A balance between academic excellence, sound knowledge of fundamentals and good communication skills would land you a job.
Economic growth is a result of people’s activities. The need of the hour is viable training that augments the right competencies for supplying human resources tailored to industry needs in a dynamic economy while having strong practical relevance. Integrating as many demographic groups as possible into the mainstream economy is the only way to ensure a wide impact that is sustainable.
While employment is essential as a means of our livelihood, it has come to be a mechanism to evaluate one’s success and societal status.
India has been facing a crisis not just with unemployment, but also with unemployability. Despite the growth of the college education system, the introduction of many professional courses, and the booming industries, unemployment in India refuses to peter out.
The skills mismatch is something that fresh graduates experience across the country. With the issue now part of the public discourse, the focus is shifting definitively from imparting theoretical knowledge to training students who meet industry needs.
Fresh graduates aspire for jobs through campus placements, but going by the current scenario, campus placements are falling. A recent study by Wisdom Job Survey, the hiring of freshers in the IT industry has dropped nearly 21% in tier II and tier III institutions over the last two years. The primary reason is believed to be the lack of employability among students.

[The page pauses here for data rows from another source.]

//! The module contains the errors the engine can throw.
//!
//! Apart from [`Report`], every variant is a client-side validation failure:
//! the action it guards is blocked locally and never reaches the network. The
//! `Display` text is the message shown to the user.
//!
//!  [`Report`]: EngineError::Report
use thiserror::Error;

/// Engine custom errors.
#[derive(Error, Debug, Clone, PartialEq, Eq)]
pub enum EngineError {
    #[error("Nominal harus berupa angka yang valid")]
    InvalidNominal,
    #[error("Modal Kas tidak perlu diisi jika nominal 0")]
    ZeroModalKas,
    #[error("{0} wajib diisi")]
    MissingField(&'static str),
    #[error("Tanggal tidak valid: {0}")]
    InvalidDate(String),
    #[error("Tidak ada data yang sedang diedit")]
    NotEditing,
    #[error("Penyimpanan sedang berlangsung")]
    SaveInFlight,
    #[error("Report error: {0}")]
    Report(String),
}

impl From<csv::Error> for EngineError {
    fn from(err: csv::Error) -> Self {
        Self::Report(err.to_string())
    }
}
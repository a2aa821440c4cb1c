use ratatui::{
    Frame,
    layout::Rect,
    style::{Modifier, Style},
    text::{Line, Span},
    widgets::{Block, BorderType, Borders, Paragraph, Widget},
};

use crate::ui::theme::Theme;

/// Rounded panel used for every section of both screens.
pub struct Card<'a> {
    title: &'a str,
    theme: &'a Theme,
    focused: bool,
}

impl<'a> Card<'a> {
    pub fn new(title: &'a str, theme: &'a Theme) -> Self {
        Self {
            title,
            theme,
            focused: false,
        }
    }

    /// Accent border for the panel that receives the arrow keys.
    pub fn focused(mut self, focused: bool) -> Self {
        self.focused = focused;
        self
    }

    pub fn block(&self) -> Block<'a> {
        let border_color = if self.focused {
            self.theme.border_focused
        } else {
            self.theme.border
        };

        Block::default()
            .title(Span::styled(
                format!(" {} ", self.title),
                Style::default().fg(self.theme.accent),
            ))
            .borders(Borders::ALL)
            .border_type(BorderType::Rounded)
            .border_style(Style::default().fg(border_color))
            .style(Style::default().bg(self.theme.surface))
    }

    pub fn inner(&self, area: Rect) -> Rect {
        self.block().inner(area)
    }

    pub fn render_with<W: Widget>(&self, frame: &mut Frame<'_>, area: Rect, content: W) {
        let inner = self.inner(area);
        frame.render_widget(self.block(), area);
        frame.render_widget(content, inner);
    }
}

/// Headline number with an optional caption, e.g. a rupiah total.
pub struct StatCard<'a> {
    title: &'a str,
    value: String,
    subtitle: Option<String>,
    theme: &'a Theme,
}

impl<'a> StatCard<'a> {
    pub fn new(title: &'a str, value: impl Into<String>, theme: &'a Theme) -> Self {
        Self {
            title,
            value: value.into(),
            subtitle: None,
            theme,
        }
    }

    pub fn subtitle(mut self, subtitle: impl Into<String>) -> Self {
        self.subtitle = Some(subtitle.into());
        self
    }

    pub fn render(&self, frame: &mut Frame<'_>, area: Rect) {
        let mut lines = vec![Line::from(Span::styled(
            self.value.clone(),
            Style::default()
                .fg(self.theme.text)
                .add_modifier(Modifier::BOLD),
        ))];

        if let Some(sub) = &self.subtitle {
            lines.push(Line::from(Span::styled(
                sub.clone(),
                Style::default().fg(self.theme.dim),
            )));
        }

        Card::new(self.title, self.theme).render_with(frame, area, Paragraph::new(lines));
    }
}
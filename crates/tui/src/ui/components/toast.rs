use ratatui::{
    Frame,
    layout::Rect,
    style::Style,
    text::Line,
    widgets::{Block, Borders, Clear, Paragraph},
};

use crate::{
    app::{ToastLevel, ToastState},
    ui::theme::Theme,
};

pub fn render(frame: &mut Frame<'_>, area: Rect, toast: Option<&ToastState>, theme: &Theme) {
    let Some(toast) = toast else {
        return;
    };
    let width = (toast.message.chars().count() + 4).min(area.width as usize) as u16;
    let height = 3u16;
    let x = area.x + area.width.saturating_sub(width);
    let y = area
        .y
        .saturating_add(area.height.saturating_sub(height + 1));
    let rect = Rect {
        x,
        y,
        width,
        height: height.min(area.height),
    };

    let style = match toast.level {
        ToastLevel::Info => Style::default().fg(theme.text),
        ToastLevel::Success => Style::default().fg(theme.positive),
        ToastLevel::Error => Style::default().fg(theme.error),
    };

    let block = Block::default()
        .borders(Borders::ALL)
        .border_style(style)
        .style(Style::default().bg(theme.background));
    let content = Paragraph::new(Line::from(toast.message.as_str())).style(style);
    frame.render_widget(Clear, rect);
    frame.render_widget(content.block(block), rect);
}
pub mod components;
pub mod keymap;
pub mod screens;

mod terminal;
mod theme;

use ratatui::{
    Frame,
    layout::{Constraint, Direction, Layout, Rect},
    style::Style,
    text::{Line, Span},
    widgets::{Block, Paragraph},
};

use crate::app::{
    AppState, Section,
    modal::ModalFocus,
    transfer::TransferMode,
};

pub use terminal::{AppTerminal as Terminal, restore_terminal, setup_terminal};
pub use theme::Theme;

pub fn render(frame: &mut Frame<'_>, state: &AppState) {
    let theme = Theme::default();
    let area = frame.area();
    frame.render_widget(
        Block::default().style(Style::default().bg(theme.background)),
        area,
    );

    let layout = Layout::default()
        .direction(Direction::Vertical)
        .constraints([
            Constraint::Length(1), // Info bar
            Constraint::Length(2), // Tab bar
            Constraint::Min(0),    // Screen
            Constraint::Length(1), // Hints
        ])
        .split(area);

    render_info_bar(frame, layout[0], state, &theme);
    components::tabs::render_tabs(frame, layout[1], state.section, &theme);

    match state.section {
        Section::Modal => screens::modal::render(frame, layout[2], &state.modal, &theme),
        Section::Transfer => {
            screens::transfer::render(frame, layout[2], &state.transfer, &theme)
        }
    }

    render_bottom_bar(frame, layout[3], state, &theme);
    components::toast::render(frame, area, state.toast.as_ref(), &theme);
}

fn render_info_bar(frame: &mut Frame<'_>, area: Rect, state: &AppState, theme: &Theme) {
    let loading = match state.section {
        Section::Modal => state.modal.balances.loading() || state.modal.history.loading(),
        Section::Transfer => state.transfer.transfers.loading(),
    };

    let mut spans = vec![
        Span::styled("User", Style::default().fg(theme.text_muted)),
        Span::raw(format!(": {}  ", state.actor.username)),
        Span::styled("Role", Style::default().fg(theme.text_muted)),
        Span::raw(format!(": {}  ", state.actor.role.as_str())),
        Span::styled("Server", Style::default().fg(theme.text_muted)),
        Span::raw(format!(": {}  ", state.base_url)),
    ];
    if loading {
        spans.push(Span::styled("memuat...", Style::default().fg(theme.warning)));
    }

    frame.render_widget(Paragraph::new(Line::from(spans)), area);
}

fn render_bottom_bar(frame: &mut Frame<'_>, area: Rect, state: &AppState, theme: &Theme) {
    let mut parts = Vec::new();
    let capturing = match state.section {
        Section::Modal => state.modal.captures_input(),
        Section::Transfer => state.transfer.captures_input(),
    };
    if !capturing {
        parts.extend(components::tabs::tab_shortcuts(theme));
        parts.push(Span::styled("  │  ", Style::default().fg(theme.border)));
    }

    let hints: &[(&str, &str)] = match state.section {
        Section::Modal if capturing => &[("Enter", "simpan"), ("Esc", "batal")],
        Section::Modal => match state.modal.focus {
            ModalFocus::Cards => &[("Enter", "ubah"), ("h", "riwayat"), ("r", "muat ulang")],
            ModalFocus::History => &[
                ("Enter", "ubah"),
                ("Tab", "fokus"),
                ("h", "tutup riwayat"),
            ],
        },
        Section::Transfer => match state.transfer.mode {
            TransferMode::List if state.transfer.actor().is_owner() => &[
                ("a", "baru"),
                ("e", "ubah"),
                ("f", "favorit"),
                ("l", "lunas"),
                ("/", "cari"),
                ("d", "tanggal"),
                ("c", "kasir"),
                ("g", "periode"),
                ("←/→", "halaman"),
                ("s", "struk"),
                ("x", "laporan"),
            ],
            TransferMode::List => &[
                ("a", "baru"),
                ("e", "ubah"),
                ("f", "favorit"),
                ("l", "lunas"),
                ("/", "cari"),
                ("g", "periode"),
                ("←/→", "halaman"),
                ("s", "struk"),
                ("x", "laporan"),
            ],
            TransferMode::Search | TransferMode::DateInput => {
                &[("Enter", "terapkan"), ("Esc", "tutup")]
            }
            TransferMode::Favorites => &[("Enter", "pakai"), ("Esc", "kembali")],
            TransferMode::Form => &[("Tab", "berikutnya"), ("Enter", "simpan"), ("Esc", "batal")],
            TransferMode::ConfirmLunas(_) => &[("y", "ya"), ("n", "tidak")],
        },
    };

    for (key, label) in hints {
        parts.push(Span::styled(*key, Style::default().fg(theme.accent)));
        parts.push(Span::raw(format!(" {label}  ")));
    }

    if !capturing {
        parts.push(Span::styled("│  ", Style::default().fg(theme.border)));
        parts.push(Span::styled("q", Style::default().fg(theme.accent)));
        parts.push(Span::raw(" keluar"));
    }

    frame.render_widget(Paragraph::new(Line::from(parts)), area);
}

/// Centered rectangle for popups, sized in percent of `area`.
pub(crate) fn centered_rect(percent_x: u16, percent_y: u16, area: Rect) -> Rect {
    let vertical = Layout::default()
        .direction(Direction::Vertical)
        .constraints([
            Constraint::Percentage((100 - percent_y) / 2),
            Constraint::Percentage(percent_y),
            Constraint::Percentage((100 - percent_y) / 2),
        ])
        .split(area);
    Layout::default()
        .direction(Direction::Horizontal)
        .constraints([
            Constraint::Percentage((100 - percent_x) / 2),
            Constraint::Percentage(percent_x),
            Constraint::Percentage((100 - percent_x) / 2),
        ])
        .split(vertical[1])[1]
}
//! Post-processing of list responses before they reach a store.

use api_types::{
    pagination::{ListResponse, PageInfo},
    transfer::TransferRecord,
    user::{Role, UserView},
};
use chrono::NaiveDate;

use crate::{Pagination, dates};

/// How a list response moves the pagination state.
#[derive(Clone, Copy, Debug, PartialEq, Eq)]
pub enum PageUpdate {
    Server(PageInfo),
    /// No envelope: everything on one page.
    Bare(usize),
}

impl PageUpdate {
    pub fn apply(self, pagination: &mut Pagination) {
        match self {
            Self::Server(info) => pagination.apply_server(info),
            Self::Bare(len) => pagination.apply_bare(len),
        }
    }
}

/// Splits a list response into its rows and its pagination effect.
pub fn split<T>(response: ListResponse<T>) -> (Vec<T>, PageUpdate) {
    match response {
        ListResponse::Paged { data, pagination } => (data, PageUpdate::Server(pagination)),
        ListResponse::Bare(data) => {
            let len = data.len();
            (data, PageUpdate::Bare(len))
        }
    }
}

/// Rows of a transfer list response, ready to replace the store.
///
/// `owner_date` is set when the actor is the owner with a date filter: the
/// backend may not honor `startDate`/`endDate`, so rows from any other day are
/// dropped here as well.
pub fn transfers(
    response: ListResponse<TransferRecord>,
    owner_date: Option<NaiveDate>,
) -> (Vec<TransferRecord>, PageUpdate) {
    let (rows, update) = split(response);
    let Some(date) = owner_date else {
        return (rows, update);
    };

    let rows = owner_date_filter(rows, date);
    let update = match update {
        PageUpdate::Bare(_) => PageUpdate::Bare(rows.len()),
        server => server,
    };
    (rows, update)
}

/// Keeps the rows whose `tanggal` falls on `date` (ISO date portion equality).
pub fn owner_date_filter(rows: Vec<TransferRecord>, date: NaiveDate) -> Vec<TransferRecord> {
    rows.into_iter()
        .filter(|row| dates::iso_date(&row.tanggal) == Some(date))
        .collect()
}

/// The cashier picker only offers `kasir` accounts.
pub fn cashiers(users: Vec<UserView>) -> Vec<UserView> {
    users
        .into_iter()
        .filter(|user| user.role == Role::Kasir)
        .collect()
}

#[cfg(test)]
mod tests {
    use rust_decimal::Decimal;

    use super::*;

    fn transfer(id: i64, tanggal: &str) -> TransferRecord {
        TransferRecord {
            id,
            tanggal: tanggal.to_string(),
            bank_tujuan: "BCA".to_string(),
            nomor_rekening: "123".to_string(),
            nama_pemilik: "Andi".to_string(),
            nominal: Decimal::new(100_000, 0),
            biaya: Decimal::new(5_000, 0),
            keterangan: None,
            status: None,
            cashier_id: Some(7),
        }
    }

    #[test]
    fn owner_refilter_drops_other_days() {
        let day = NaiveDate::from_ymd_opt(2024, 5, 1).unwrap();
        let response = ListResponse::Paged {
            data: vec![
                transfer(1, "2024-05-01T03:00:00.000Z"),
                transfer(2, "2024-04-30"),
                transfer(3, "2024-05-01"),
            ],
            pagination: PageInfo {
                page: 1,
                limit: 10,
                total: 3,
                total_pages: 1,
            },
        };

        let (rows, update) = transfers(response, Some(day));
        assert_eq!(rows.iter().map(|r| r.id).collect::<Vec<_>>(), vec![1, 3]);
        assert!(matches!(update, PageUpdate::Server(info) if info.total == 3));
    }

    #[test]
    fn bare_rows_count_after_refilter() {
        let day = NaiveDate::from_ymd_opt(2024, 5, 1).unwrap();
        let response = ListResponse::Bare(vec![transfer(1, "2024-05-01"), transfer(2, "2024-05-02")]);

        let (rows, update) = transfers(response, Some(day));
        assert_eq!(rows.len(), 1);
        assert_eq!(update, PageUpdate::Bare(1));

        let response = ListResponse::Bare(vec![transfer(1, "2024-05-01"), transfer(2, "2024-05-02")]);
        let (rows, update) = transfers(response, None);
        assert_eq!(rows.len(), 2);
        assert_eq!(update, PageUpdate::Bare(2));
    }

    #[test]
    fn only_kasir_accounts_are_cashiers() {
        let users = vec![
            UserView {
                id: 1,
                username: "boss".to_string(),
                role: Role::Owner,
            },
            UserView {
                id: 7,
                username: "sari".to_string(),
                role: Role::Kasir,
            },
        ];
        let cashiers = cashiers(users);
        assert_eq!(cashiers.len(), 1);
        assert_eq!(cashiers[0].id, 7);
    }
}
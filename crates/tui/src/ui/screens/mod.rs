pub mod modal;
pub mod transfer;
#[cfg(test)]
mod tests {
    use api_types::{pagination::PageInfo, user::Role};
    use rust_decimal::Decimal;

    use super::*;

    fn now() -> NaiveDateTime {
        NaiveDate::from_ymd_opt(2024, 5, 2)
            .unwrap()
            .and_hms_opt(10, 0, 0)
            .unwrap()
    }

    fn transfer(id: i64, tanggal: &str, status: Option<TransferStatus>) -> TransferRecord {
        TransferRecord {
            id,
            tanggal: tanggal.to_string(),
            bank_tujuan: "BCA".to_string(),
            nomor_rekening: "123".to_string(),
            nama_pemilik: "Andi".to_string(),
            nominal: Decimal::new(100_000, 0),
            biaya: Decimal::new(5_000, 0),
            keterangan: None,
            status,
            cashier_id: Some(7),
        }
    }

    fn screen(role: Role) -> TransferScreen {
        TransferScreen::new(Actor::new(1, "bos", role), chrono_tz::Asia::Jakarta, 10)
    }

    fn transfers_seq(commands: &[Command]) -> (RequestSeq, Option<NaiveDate>) {
        commands
            .iter()
            .find_map(|command| match command {
                Command::LoadTransfers {
                    seq, owner_date, ..
                } => Some((*seq, *owner_date)),
                _ => None,
            })
            .unwrap()
    }

    fn paged(rows: Vec<TransferRecord>, page: u64, total: u64) -> ListResponse<TransferRecord> {
        ListResponse::Paged {
            data: rows,
            pagination: PageInfo {
                page,
                limit: 10,
                total,
                total_pages: 0,
            },
        }
    }

    /// Moves the list to `page` of a 25-row result.
    fn on_page(screen: &mut TransferScreen, page: u64) {
        let commands = screen.reload();
        let (seq, date) = transfers_seq(&commands);
        screen.on_transfers(seq, date, Ok(paged(vec![transfer(1, "2024-05-01", None)], 1, 25)));
        let commands = screen.set_page(page);
        let (seq, date) = transfers_seq(&commands);
        screen.on_transfers(seq, date, Ok(paged(vec![transfer(2, "2024-05-01", None)], page, 25)));
        assert_eq!(screen.pagination.page(), page);
    }

    #[test]
    fn owner_init_loads_cashiers_list_favorites_and_chart() {
        let mut owner = screen(Role::Owner);
        let commands = owner.init();
        assert!(matches!(commands[0], Command::LoadCashiers(_)));
        assert_eq!(commands.len(), 4);

        let mut kasir = screen(Role::Kasir);
        assert_eq!(kasir.init().len(), 3);
    }

    #[test]
    fn owner_starts_on_today_and_can_clear_the_date() {
        let today = dates::today_in(chrono_tz::Asia::Jakarta);
        let iso = today.format("%Y-%m-%d").to_string();
        let mut owner = screen(Role::Owner);
        let commands = owner.init();
        let Some(Command::LoadTransfers {
            descriptor,
            owner_date,
            ..
        }) = commands
            .iter()
            .find(|command| matches!(command, Command::LoadTransfers { .. }))
        else {
            panic!("owner init must load transfers, got {commands:?}");
        };
        assert_eq!(descriptor.get("startDate"), Some(iso.as_str()));
        assert_eq!(descriptor.get("endDate"), Some(iso.as_str()));
        assert_eq!(*owner_date, Some(today));

        owner.handle(AppAction::Input('d'), now());
        assert_eq!(owner.date_input, iso);
        owner.date_input.clear();
        let commands = owner.handle(AppAction::Submit, now());
        let Command::LoadTransfers {
            descriptor,
            owner_date,
            ..
        } = &commands[0]
        else {
            panic!("expected a transfer reload, got {commands:?}");
        };
        assert_eq!(descriptor.get("startDate"), None);
        assert_eq!(*owner_date, None);

        let mut kasir = screen(Role::Kasir);
        let (_, owner_date) = transfers_seq(&kasir.init());
        assert_eq!(owner_date, None);
        assert_eq!(kasir.filters.date, None);
    }

    #[test]
    fn server_pagination_gives_three_pages_and_rejects_page_four() {
        let mut screen = screen(Role::Kasir);
        on_page(&mut screen, 3);
        assert_eq!(screen.pagination.total_pages(), 3);
        assert!(screen.set_page(4).is_empty());
        assert!(screen.set_page(3).is_empty());
        assert_eq!(screen.pagination.page(), 3);
    }

    #[test]
    fn every_filter_change_resets_to_page_one() {
        let mut owner = screen(Role::Owner);

        on_page(&mut owner, 2);
        let commands = owner.set_cashier(CashierFilter::Cashier(9));
        assert_eq!(owner.pagination.page(), 1);
        let Command::LoadTransfers { descriptor, .. } = &commands[0] else {
            panic!("expected a transfer reload, got {commands:?}");
        };
        assert_eq!(descriptor.get("page"), Some("1"));
        assert_eq!(descriptor.get("cashier_id"), Some("9"));
        assert!(matches!(commands[1], Command::LoadChart { .. }));

        on_page(&mut owner, 2);
        let commands = owner.set_date(NaiveDate::from_ymd_opt(2024, 5, 1));
        let Command::LoadTransfers { descriptor, .. } = &commands[0] else {
            panic!("expected a transfer reload, got {commands:?}");
        };
        assert_eq!(descriptor.get("page"), Some("1"));
        assert_eq!(descriptor.get("startDate"), Some("2024-05-01"));

        on_page(&mut owner, 2);
        assert!(matches!(
            &owner.set_search("andi".to_string())[..],
            [Command::DebounceSearch(_)]
        ));
        assert_eq!(owner.pagination.page(), 1);
    }

    #[test]
    fn search_reload_waits_for_the_debounce() {
        let mut screen = screen(Role::Kasir);
        screen.mode = TransferMode::Search;
        let mut edits = Vec::new();
        for ch in "bud".chars() {
            let commands = screen.handle(AppAction::Input(ch), now());
            let [Command::DebounceSearch(edit)] = &commands[..] else {
                panic!("expected a debounce, got {commands:?}");
            };
            edits.push(*edit);
        }
        let last = edits[2];
        let commands = screen.search_settled(last);
        let Command::LoadTransfers { descriptor, .. } = &commands[0] else {
            panic!("expected a transfer reload, got {commands:?}");
        };
        assert_eq!(descriptor.get("search"), Some("bud"));
    }

    #[test]
    fn settled_event_of_an_older_keystroke_is_ignored() {
        let mut screen = screen(Role::Kasir);
        screen.mode = TransferMode::Search;
        let commands = screen.handle(AppAction::Input('a'), now());
        let [Command::DebounceSearch(first)] = &commands[..] else {
            panic!("expected a debounce, got {commands:?}");
        };
        let first = *first;
        // The first timer already fired when the next key arrives.
        let commands = screen.handle(AppAction::Input('n'), now());
        let [Command::DebounceSearch(second)] = &commands[..] else {
            panic!("expected a debounce, got {commands:?}");
        };
        let second = *second;

        assert!(screen.search_settled(first).is_empty());
        let commands = screen.search_settled(second);
        let Command::LoadTransfers { descriptor, .. } = &commands[0] else {
            panic!("expected a transfer reload, got {commands:?}");
        };
        assert_eq!(descriptor.get("search"), Some("an"));
    }

    #[test]
    fn owner_date_refilter_drops_other_days_from_bare_lists() {
        let mut owner = screen(Role::Owner);
        let commands = owner.set_date(NaiveDate::from_ymd_opt(2024, 5, 1));
        let (seq, date) = transfers_seq(&commands);
        assert_eq!(date, NaiveDate::from_ymd_opt(2024, 5, 1));

        owner.on_transfers(
            seq,
            date,
            Ok(ListResponse::Bare(vec![
                transfer(1, "2024-05-01T03:00:00.000Z", None),
                transfer(2, "2024-04-30", None),
            ])),
        );
        assert_eq!(owner.transfers.len(), 1);
        assert_eq!(owner.pagination.total(), 1);
        assert_eq!(owner.pagination.total_pages(), 1);
    }

    #[test]
    fn stale_transfer_response_is_discarded() {
        let mut screen = screen(Role::Kasir);
        let (first, _) = transfers_seq(&screen.reload());
        let (second, _) = transfers_seq(&screen.reload());

        screen.on_transfers(second, None, Ok(paged(vec![transfer(2, "2024-05-01", None)], 1, 1)));
        screen.on_transfers(first, None, Ok(paged(Vec::new(), 1, 40)));
        assert_eq!(screen.transfers.items()[0].id, 2);
        assert_eq!(screen.pagination.total(), 1);
    }

    #[test]
    fn failed_load_empties_the_list() {
        let mut screen = screen(Role::Kasir);
        let (seq, _) = transfers_seq(&screen.reload());
        screen.on_transfers(seq, None, Ok(paged(vec![transfer(1, "2024-05-01", None)], 1, 1)));

        let (seq, _) = transfers_seq(&screen.reload());
        screen.on_transfers(seq, None, Err("Server tidak dapat dihubungi".to_string()));
        assert!(screen.transfers.is_empty());
        assert_eq!(screen.transfers.error(), Some("Server tidak dapat dihubungi"));
    }

    #[test]
    fn cashier_picker_cycles_through_kasir_accounts() {
        let mut owner = screen(Role::Owner);
        let Command::LoadCashiers(seq) = owner.init()[0].clone() else {
            panic!("owner init must load cashiers");
        };
        owner.on_cashiers(
            seq,
            Ok(vec![
                UserView {
                    id: 1,
                    username: "bos".to_string(),
                    role: Role::Owner,
                },
                UserView {
                    id: 7,
                    username: "sari".to_string(),
                    role: Role::Kasir,
                },
            ]),
        );

        owner.handle(AppAction::Input('c'), now());
        assert_eq!(owner.filters.cashier, CashierFilter::Cashier(7));
        assert_eq!(owner.cashier_label(), "sari");
        owner.handle(AppAction::Input('c'), now());
        assert_eq!(owner.filters.cashier, CashierFilter::All);
    }

    #[test]
    fn kasir_cannot_filter_by_cashier_or_date() {
        let mut kasir = screen(Role::Kasir);
        assert!(kasir.handle(AppAction::Input('c'), now()).is_empty());
        kasir.handle(AppAction::Input('d'), now());
        assert_eq!(kasir.mode, TransferMode::List);
    }

    #[test]
    fn invalid_form_is_not_submitted() {
        let mut screen = screen(Role::Kasir);
        screen.open_new_form();
        assert!(screen.submit_form().is_empty());
        let form = screen.form.as_ref().unwrap();
        assert_eq!(form.error.as_deref(), Some("Bank Tujuan wajib diisi"));
        assert!(!form.submitting);
    }

    #[test]
    fn favorite_fills_the_form_and_submit_posts() {
        let mut screen = screen(Role::Kasir);
        let Command::LoadFavorites { seq, .. } = screen.init()[1].clone() else {
            panic!("kasir init must load favorites second");
        };
        screen.on_favorites(
            seq,
            Ok(vec![FavoriteRecipient {
                bank_tujuan: "BRI".to_string(),
                nomor_rekening: "0012".to_string(),
                nama_pemilik: "Sari".to_string(),
            }]),
        );

        screen.handle(AppAction::Input('f'), now());
        screen.handle(AppAction::Submit, now());
        assert_eq!(screen.mode, TransferMode::Form);
        for ch in "50000".chars() {
            screen.handle(AppAction::Input(ch), now());
        }
        screen.handle(AppAction::NextField, now());
        screen.handle(AppAction::Input('0'), now());

        let commands = screen.handle(AppAction::Submit, now());
        let [Command::SubmitTransfer { id: None, payload }] = &commands[..] else {
            panic!("expected a create, got {commands:?}");
        };
        assert_eq!(payload.bank_tujuan, "BRI");
        assert_eq!(payload.nominal, Decimal::new(50_000, 0));
        assert!(screen.handle(AppAction::Submit, now()).is_empty());
    }

    #[test]
    fn failed_submit_keeps_the_form_open() {
        let mut screen = screen(Role::Kasir);
        screen.form = Some(FormState::new(TransferDraft::from_record(&transfer(
            4,
            "2024-05-01",
            None,
        ))));
        screen.mode = TransferMode::Form;
        let commands = screen.submit_form();
        assert!(matches!(&commands[..], [Command::SubmitTransfer { id: Some(4), .. }]));

        screen.on_submitted(Err("Data tidak valid: nominal".to_string()));
        let form = screen.form.as_ref().unwrap();
        assert!(!form.submitting);
        assert_eq!(form.error.as_deref(), Some("Data tidak valid: nominal"));
        assert_eq!(screen.mode, TransferMode::Form);
    }

    #[test]
    fn successful_submit_closes_form_and_reloads_from_page_one() {
        let mut screen = screen(Role::Kasir);
        on_page(&mut screen, 2);
        screen.open_new_form();
        let commands = screen.on_submitted(Ok(()));
        assert!(screen.form.is_none());
        assert_eq!(screen.pagination.page(), 1);
        assert!(commands.iter().any(|c| matches!(c, Command::LoadTransfers { .. })));
        assert!(commands.iter().any(|c| matches!(c, Command::LoadFavorites { .. })));
    }

    #[test]
    fn lunas_needs_confirmation_and_skips_paid_transfers() {
        let mut screen = screen(Role::Kasir);
        let (seq, _) = transfers_seq(&screen.reload());
        screen.on_transfers(
            seq,
            None,
            Ok(ListResponse::Bare(vec![
                transfer(1, "2024-05-01", None),
                transfer(2, "2024-05-01", Some(TransferStatus::Lunas)),
            ])),
        );

        screen.handle(AppAction::Input('l'), now());
        assert_eq!(screen.mode, TransferMode::ConfirmLunas(1));
        assert!(screen.handle(AppAction::Input('n'), now()).is_empty());
        assert_eq!(screen.mode, TransferMode::List);

        screen.handle(AppAction::Input('l'), now());
        assert_eq!(screen.handle(AppAction::Input('y'), now()), vec![Command::MarkLunas(1)]);
        assert_eq!(screen.marking, Some(1));
        let commands = screen.on_lunas_marked(Ok(()));
        assert!(screen.marking.is_none());
        assert!(commands.iter().any(|c| matches!(c, Command::LoadTransfers { .. })));

        screen.handle(AppAction::Down, now());
        let commands = screen.handle(AppAction::Input('l'), now());
        assert!(matches!(&commands[..], [Command::Notify(ToastLevel::Info, _)]));
    }

    #[test]
    fn period_change_reloads_only_the_chart() {
        let mut screen = screen(Role::Kasir);
        let commands = screen.handle(AppAction::Input('g'), now());
        assert_eq!(screen.period, Period::Mingguan);
        let [Command::LoadChart { descriptor, .. }] = &commands[..] else {
            panic!("expected a chart reload, got {commands:?}");
        };
        assert_eq!(descriptor.path, "/transfer/grafik/mingguan");
    }

    #[test]
    fn receipt_and_report_are_exported() {
        let mut screen = screen(Role::Kasir);
        let (seq, _) = transfers_seq(&screen.reload());
        screen.on_transfers(seq, None, Ok(ListResponse::Bare(vec![transfer(8, "2024-05-01", None)])));

        let commands = screen.handle(AppAction::Input('s'), now());
        assert!(matches!(
            &commands[..],
            [Command::Export { file_name, .. }] if file_name == "struk-transfer-8.txt"
        ));

        let commands = screen.handle(AppAction::Input('x'), now());
        assert!(matches!(
            &commands[..],
            [Command::Export { file_name, .. }] if file_name == "laporan-transfer-Harian-2024-05-02.csv"
        ));
    }
}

This data also states that 73% of candidates lack the basic communication skills, 58% don’t have proper analytical and quantitative skills, and only 4% of them have the desired technical skills required by industry.
The challenge for the tier II and tier III institutes is they lack recognition in the market as a brand, and students graduating from them must be capable of competing in the highly competitive job market.
While freshers are mostly offered entry-level jobs, the technological advancements may change the landscape with machines taking over legacy assignments. There is a dire need for students to upskill to measure up to industry standards as employers are no longer looking for generalists. They would rather invest in candidates who are specialists and can add tremendous value to the company.
What can be done
The widening chasm between the demand and supply is giving rise to this skill gap. In the current scenario, only 22% of the candidates in the job market are employable, and that is a shockingly poor number keeping in mind the humongous number of students graduating every year.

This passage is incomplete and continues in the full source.